|Title||Effects of a preconception lifestyle intervention in obese infertile women on diet and physical activity; A secondary analysis of a randomized controlled trial|
|Author(s)||Elteni, Tessa M. Van; Karsten, Matty D.A.; Geelen, Anouk; Oers, Anne M. van; Poppel, Mireille N.M. van; Groen, Henk; Gemke, Reinoud J.B.J.; Mol, Ben Willem; Mutsaerts, Meike A.Q.; Roseboom, Tessa J.; Hoek, Annemieke|
|Source||PLoS One 13 (2018)11. - ISSN 1932-6203|
Chair Nutrition and Disease
|Publication type||Refereed Article in a scientific journal|
Background Lifestyle changes are notoriously difficult. Since women who intend to become pregnant are more susceptible to lifestyle advice, interventions during this time window might be more effective than interventions during any other period in life.

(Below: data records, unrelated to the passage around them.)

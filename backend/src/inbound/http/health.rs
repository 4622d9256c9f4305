//! Health check endpoint.

use actix_web::{get, web};
use serde::{Deserialize, Serialize};
use utoipa::ToSchema;

use crate::domain::ErrorEnvelope;

use super::ApiResult;
use super::state::HttpState;

/// Body of `GET /health`.
#[derive(Debug, Clone, Copy, PartialEq, Eq, Serialize, Deserialize, ToSchema)]
pub struct HealthResponse {
    /// Whether the database answered a trivial query.
    #[schema(example = true)]
    pub healthy: bool,
}

/// Verify that the service started correctly and can reach its database.
#[utoipa::path(
    get,
    path = "/health",
    responses(
        (status = 200, description = "Service is up", body = HealthResponse,
            example = json!({"healthy": true})),
        (status = 500, description = "Database probe failed", body = ErrorEnvelope,
            example = json!({
                "message": "An error occurred when checking if application is alive",
                "details": {"context": "database", "cause": "database connection failed: timed out"},
                "is_operational": false
            }))
    ),
    tags = ["health"],
    operation_id = "getHealth"
)]
#[get("/health")]
pub async fn health_check(state: web::Data<HttpState>) -> ApiResult<web::Json<HealthResponse>> {
    let healthy = state.health.check_health().await?;
    Ok(web::Json(HealthResponse { healthy }))
}

#[cfg(test)]
mod tests {
    use super::*;
    use crate::domain::HealthService;
    use crate::domain::ports::{
        DatabaseProbe, DatabaseProbeError, FixtureDatabaseProbe, MockDatabaseProbe,
    };
    use crate::inbound::http::test_utils::{fixture_state, test_app};
    use actix_web::http::StatusCode;
    use actix_web::test as actix_test;
    use rstest::rstest;
    use serde_json::{Value, json};
    use std::sync::Arc;

    fn state_with_probe(probe: Arc<dyn DatabaseProbe>) -> HttpState {
        HttpState {
            health: Arc::new(HealthService::new(probe)),
            ..fixture_state()
        }
    }

    #[rstest]
    #[actix_web::test]
    async fn reports_healthy_database() {
        let app = actix_test::init_service(test_app(state_with_probe(Arc::new(
            FixtureDatabaseProbe::new(true),
        ))))
        .await;

        let response =
            actix_test::call_service(&app, actix_test::TestRequest::get().uri("/health").to_request())
                .await;

        assert_eq!(response.status(), StatusCode::OK);
        let body: Value = actix_test::read_body_json(response).await;
        assert_eq!(body, json!({"healthy": true}));
    }

    #[rstest]
    #[actix_web::test]
    async fn probe_failure_is_server_error() {
        let mut probe = MockDatabaseProbe::new();
        probe
            .expect_is_alive()
            .returning(|| Err(DatabaseProbeError::connection("refused")));
        let app = actix_test::init_service(test_app(state_with_probe(Arc::new(probe)))).await;

        let response =
            actix_test::call_service(&app, actix_test::TestRequest::get().uri("/health").to_request())
                .await;

        assert_eq!(response.status(), StatusCode::INTERNAL_SERVER_ERROR);
        let body: Value = actix_test::read_body_json(response).await;
        assert_eq!(body.get("is_operational"), Some(&json!(false)));
        assert_eq!(body.pointer("/details/context"), Some(&json!("database")));
    }
}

We here report the effects of the first large preconception lifestyle intervention RCT on diet and physical activity in obese infertile women. Methods In total, 577 women were randomized between a six-month lifestyle intervention program (intervention group; N = 290) or prompt infertility treatment (control group; N = 287). Self-reported dietary behaviors and physical activity were assessed at baseline, three, six and twelve months after randomization. Mixed models were used to analyze differences between groups. Results Compared to the control group, the intervention group reduced their intake of sugary drinks at three months (-0.5 glasses/day [95% C.I. = -0.9;-0.2]), of savory snacks at three (-2.4 handful/week [-3.4;-1.4]) and at six months (-1.4 handful/week [-2.6;-0.2]), and of sweet snacks at three (-2.2 portion/week [-3.3;-1.0]) and twelve months after randomization (-1.9 portion/week [-3.5;-0.4]). Also, the intervention group was more moderate to vigorous physically active at three months after randomization compared to the control group (169.0 minutes/ week [6.0; 332.1]). Conclusion Our study showed that obese infertile women who followed a six-month preconception lifestyle intervention program decreased their intake of high caloric snacks and beverages, and increased their physical activity. These changes in lifestyle may not only improve women's health but their offspring's health too.